Do you deserve a pay rise?
Jonathan Russell, Partner at UK200Group member firm ReesRussell LLP, looks at the National Living Wage and the effect it will have on small businesses.
I was going to write about Brexit but thought we are still awaiting all the information to come out so would leave that for another day and instead return to a popular topic of mine – the flaws of capitalism.
There seems to be a premise in the Western world which rapidly spreads to any developing country that everyone’s standard of living should increase year on year. With technology and advancement some increase is possible, simply because something might now be available that wasn’t before or has come down in price, but should there be a fundamental expectation that everyone’s standard of living should just increase by right. Let us look at low pay something which most of us should abhor. The theory is that some jobs are less valuable to society than others and therefore should be paid less. But who sets the value of that job and why can people doing exactly the same job be paid different amounts. The Government announced the new ‘National Living Wage’ (NLW), which to all intents and purposes is the replacement for the National Minimum Wage. This represents a pay rise of 7.5 per cent to someone previously on the minimum wage, which had already gone up at the end of last year by more than inflation.
This is good for those on low wages, but there is a flaw. By definition the low paid people are those with earnings in the bottom 20 per cent of the country’s population. If those at the bottom are given a pay rise what happens. Someone’s costs go up, if that someone is a business they have two options to avoid going bust; a) they can put up their prices or b) they reduce the hours of the person being paid to keep the cost the same. If that person is an individual unless they can fund it from savings they will either have to: a) increase their income or b) reduce their expenditure somewhere else or c) reduce the person’s hours.
In all situations we see that the impact of the increase in the basic pay of someone either reduces the hours they will get paid for or increases costs for others and potentially themselves – inflation. The other problem is that however much wages increase the bottom 20 per cent will be considered low paid in just the same way that the average wage will be the average of what everyone earns. Therefore the only ultimate solution to avoid inflation is that everybody earns the average wage but in Animal Farm we know that all will be equal, but some more equal than others. This last part highlights the impact of salary differentials – how much extra does a person want to do a more difficult or responsible job. It is the same with high rates of taxation where people start saying although I will be better off, the increase in my effort is too much for the extra reward.
So we return to Capitalism, which in essence is the process of others getting a reward from their or someone else’s labour or skill or in simple terms selling something you have to someone else for a profit. Capitalism works so long as there is always that person somewhere higher up the chain prepared to pay more than the previous person. Mervyn King highlighted in a recent interview that the core problem with the banking industry was that the person taking the risk was usually the consumer, but the person benefiting from the profit was usually the bank. So here we have capitalism gone mad in that the person providing the service/product (in this case the person with the money) is exposed to all the negativity and risk, whereas the broker who has brought virtually nothing wins regardless.

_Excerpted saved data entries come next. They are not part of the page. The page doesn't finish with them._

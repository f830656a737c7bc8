//! Error types

use thiserror::Error;

/// Result type alias
pub type Result<T> = std::result::Result<T, Error>;

/// Main error type
#[derive(Debug, Error)]
pub enum Error {
    #[error("Configuration error: {0}")]
    Config(String),

    #[error("Frame error: {0}")]
    Frame(String),

    #[error("IO error: {0}")]
    Io(#[from] std::io::Error),

    #[error("Serialization error: {0}")]
    Serialization(#[from] serde_json::Error),

    #[error("Other error: {0}")]
    Other(String),
}

// Convert anyhow::Error to our Error type
impl From<anyhow::Error> for Error {
    fn from(err: anyhow::Error) -> Self {
        Error::Other(err.to_string())
    }
}
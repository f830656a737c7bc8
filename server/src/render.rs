//! Server-side rendering of the explore page

use axum::{
    extract::State,
    response::{Html, IntoResponse},
};
use dioxus::prelude::*;
use dioxus_ssr::Renderer;
use frameview_ui::{
    pages::{Explore, ExploreProps},
    theme::TABLE_CSS,
};

use crate::state::AppState;

/// Render the explore page for the configured frame
pub async fn explore_page(State(state): State<AppState>) -> impl IntoResponse {
    tracing::debug!(title = %state.frame.title, "Rendering explore page");

    let frame = (*state.frame).clone();
    let page_title = frame.title.clone();

    let mut vdom = VirtualDom::new_with_props(Explore, ExploreProps { frame });
    vdom.rebuild_in_place();

    let mut renderer = Renderer::new();
    let html_body = renderer.render(&vdom);

    // Wrap in a full HTML document with the table stylesheet inlined
    let html = format!(
        r#"<!DOCTYPE html>
<html lang="en">
<head>
    <meta charset="UTF-8">
    <meta name="viewport" content="width=device-width, initial-scale=1.0">
    <title>{page_title}</title>
    <style>{TABLE_CSS}</style>
</head>
<body>
    <div id="main">
        {html_body}
    </div>
</body>
</html>"#
    );

    Html(html)
}
//! Page components

mod explore;

pub use explore::{Explore, ExploreProps};
//! Sticky table container component

use dioxus::prelude::*;

/// Scroll container for a sticky table.
///
/// The root div's class is the `sticky-table-container` token joined to the
/// caller's class with a single space; with no caller class the separator is
/// still emitted, so the value ends in a trailing space. Every other caller
/// attribute is forwarded verbatim onto the root div and the children render
/// inside it, unchanged and in order.
#[component]
pub fn Table(
    /// Additional classes appended after the base token
    #[props(default = None)]
    class: Option<String>,
    #[props(extends = div, extends = GlobalAttributes)] attributes: Vec<Attribute>,
    children: Element,
) -> Element {
    let class = format!("sticky-table-container {}", class.unwrap_or_default());

    rsx! {
        div { class: "{class}", ..attributes, {children} }
    }
}

#[cfg(test)]
mod tests {
    use super::*;

    fn render(app: fn() -> Element) -> String {
        let mut vdom = VirtualDom::new(app);
        vdom.rebuild_in_place();
        dioxus_ssr::Renderer::new().render(&vdom)
    }

    #[test]
    fn test_merges_caller_class_and_forwards_attributes() {
        fn app() -> Element {
            rsx! {
                Table { class: "wide", id: "t1", "Row1" }
            }
        }

        let html = render(app);
        assert!(
            html.contains(r#"class="sticky-table-container wide""#),
            "unexpected html: {html}"
        );
        assert!(html.contains(r#"id="t1""#), "unexpected html: {html}");
        assert!(html.contains("Row1"), "unexpected html: {html}");
    }

    #[test]
    fn test_base_token_keeps_trailing_space_without_caller_class() {
        fn app() -> Element {
            rsx! {
                Table { "Row1" }
            }
        }

        let html = render(app);
        assert!(
            html.contains(r#"class="sticky-table-container ""#),
            "unexpected html: {html}"
        );
    }

    #[test]
    fn test_children_render_in_order() {
        fn app() -> Element {
            rsx! {
                Table {
                    span { "A" }
                    span { "B" }
                }
            }
        }

        let html = render(app);
        let a = html.find("<span>A</span>").expect("first child missing");
        let b = html.find("<span>B</span>").expect("second child missing");
        assert!(a < b, "children out of order: {html}");
    }

    #[test]
    fn test_forwards_title_attribute() {
        fn app() -> Element {
            rsx! {
                Table { title: "dataset", "Row1" }
            }
        }

        let html = render(app);
        assert!(html.contains(r#"title="dataset""#), "unexpected html: {html}");
    }
}
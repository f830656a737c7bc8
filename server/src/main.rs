//! Frameview Server
//!
//! Serves the server-rendered explore page with an Axum backend.

use axum::Router;
use clap::Parser;
use tracing::info;

mod config;
mod render;
mod routes;
mod state;

use config::Config;
use state::AppState;

/// Frameview Server
#[derive(Parser, Debug)]
#[command(author, version, about, long_about = None)]
struct Args {
    /// Server address to bind to
    #[arg(short, long, default_value = "0.0.0.0:8080")]
    addr: String,

    /// Path to configuration file
    #[arg(short, long)]
    config: Option<String>,
}

#[tokio::main]
async fn main() -> anyhow::Result<()> {
    // Initialize tracing
    tracing_subscriber::fmt()
        .with_env_filter(
            tracing_subscriber::EnvFilter::try_from_default_env()
                .unwrap_or_else(|_| "info,frameview_server=debug".into()),
        )
        .init();

    // Load environment variables
    dotenvy::dotenv().ok();

    // Parse CLI args
    let args = Args::parse();

    // Load configuration and the frame to serve
    let config = Config::load(args.config.as_deref())?;
    let frame = config.load_frame()?;
    info!(
        addr = %args.addr,
        title = %frame.title,
        rows = frame.len(),
        "Starting Frameview server"
    );

    let state = AppState::new(config, frame);

    // Build Axum router
    let app = Router::new()
        .merge(routes::routes(state))
        .layer(
            tower_http::trace::TraceLayer::new_for_http()
                .make_span_with(|request: &axum::http::Request<_>| {
                    tracing::info_span!(
                        "http_request",
                        method = %request.method(),
                        uri = %request.uri(),
                    )
                }),
        )
        .layer(tower_http::compression::CompressionLayer::new())
        .layer(tower_http::cors::CorsLayer::permissive());

    // Start server
    let listener = tokio::net::TcpListener::bind(&args.addr).await?;
    info!(addr = %args.addr, "Server listening");

    axum::serve(listener, app.into_make_service()).await?;

    Ok(())
}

So our problem, ultimately, is a balance between motivation and demotivation – if we take the underlying concept that people want to improve their status in life we have to establish what they need to be motivated to achieve that and at what point the effort of attainment is too high. Let us return to the living wage.
The employee is now to be paid more per hour, but if we are not to have inflation their total wage cost to their employer cannot go up so either they have to produce more or work fewer hours – in reality probably a balance of the two. So they are prepared to work harder because they are being paid more, but the employer has a finite amount of work to be done. If the employee is still earning the same total wage, but now working fewer hours what then happens? Do they take this as leisure or do they find an extra job to do? The former is potentially neutral to them and the economy, but the latter is more for both.

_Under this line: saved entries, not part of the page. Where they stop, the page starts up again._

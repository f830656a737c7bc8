//! Table stylesheet
//!
//! Header pinning is plain CSS (`position: sticky`); the components do no
//! layout measurement of their own.

use dioxus::prelude::*;

/// CSS for the sticky table class tokens
pub const TABLE_CSS: &str = r#"
* {
    margin: 0;
    padding: 0;
    box-sizing: border-box;
}

body {
    font-family: -apple-system, BlinkMacSystemFont, "Segoe UI", Roboto, sans-serif;
    color: #2e3440;
    background: #ffffff;
    padding: 24px;
}

h1 {
    margin-bottom: 8px;
}

.frame-summary {
    color: #6c7a89;
    font-size: 0.875rem;
    margin-bottom: 16px;
}

.sticky-table-container {
    position: relative;
    width: 100%;
    max-height: 80vh;
    overflow: auto;
    border: 1px solid #d8dee9;
    border-radius: 8px;
}

.sticky-table-row {
    display: table-row;
}

.sticky-table-cell {
    display: table-cell;
    padding: 8px 16px;
    border-bottom: 1px solid #e5e9f0;
    white-space: nowrap;
}

.sticky-table-row.header-row .sticky-table-cell {
    position: sticky;
    top: 0;
    background: #f5f7fa;
    font-weight: 600;
    text-transform: uppercase;
    font-size: 0.75rem;
    letter-spacing: 0.05em;
    color: #4c566a;
}
"#;

/// Inject the table CSS as a style node
pub fn inject_table_css() -> Element {
    rsx! {
        style { dangerous_inner_html: TABLE_CSS }
    }
}
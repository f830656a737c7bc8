//! Sticky table row component

use dioxus::prelude::*;

/// Row wrapper with the same class-merge and attribute-forwarding contract
/// as [`Table`](super::Table), under the `sticky-table-row` token.
#[component]
pub fn Row(
    #[props(default = None)] class: Option<String>,
    #[props(extends = div, extends = GlobalAttributes)] attributes: Vec<Attribute>,
    children: Element,
) -> Element {
    let class = format!("sticky-table-row {}", class.unwrap_or_default());

    rsx! {
        div { class: "{class}", ..attributes, {children} }
    }
}
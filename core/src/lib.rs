//! Core library for Frameview
//!
//! This crate defines the tabular data types and the shared error type
//! used across all Frameview components.

pub mod error;
pub mod types;

// Re-exports
pub use error::{Error, Result};
pub use types::{CellValue, TableFrame};
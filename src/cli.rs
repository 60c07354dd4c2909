use clap::Parser;

#[derive(Parser, Debug)]
#[clap(author, version, about, long_about = None)]
pub struct Args {
    #[clap(short, long, default_value = "data/sex_ratio_of_total_population.csv")]
    pub data: String,

    #[clap(short, long, default_value = "charts")]
    pub out_dir: String,
}

pub fn get_args() -> Args {
    Args::parse()
}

One study alone is suggesting that the NLW will mean that retailing alone will lose 700,000 job units in the next four years, because the industry cannot absorb the cost and market conditions stop them putting up prices. The other industry that is going to be hard hit is the care industry, but here we have a bigger issue. The staff numbers are determined by the care required so jobs cannot be reduced so this means a direct increase in cost. Wages are about 45 per cent of the costs of providing care, so to remain neutral fees will need to increase by at least 3.5 per cent before any other inflationary factor. So here we have a direct example of a Government proposal increasing inflation.
So to my original question – do you deserve a pay rise? The true answer must be am I going to be more productive and therefore do I deserve it because I will have earned it.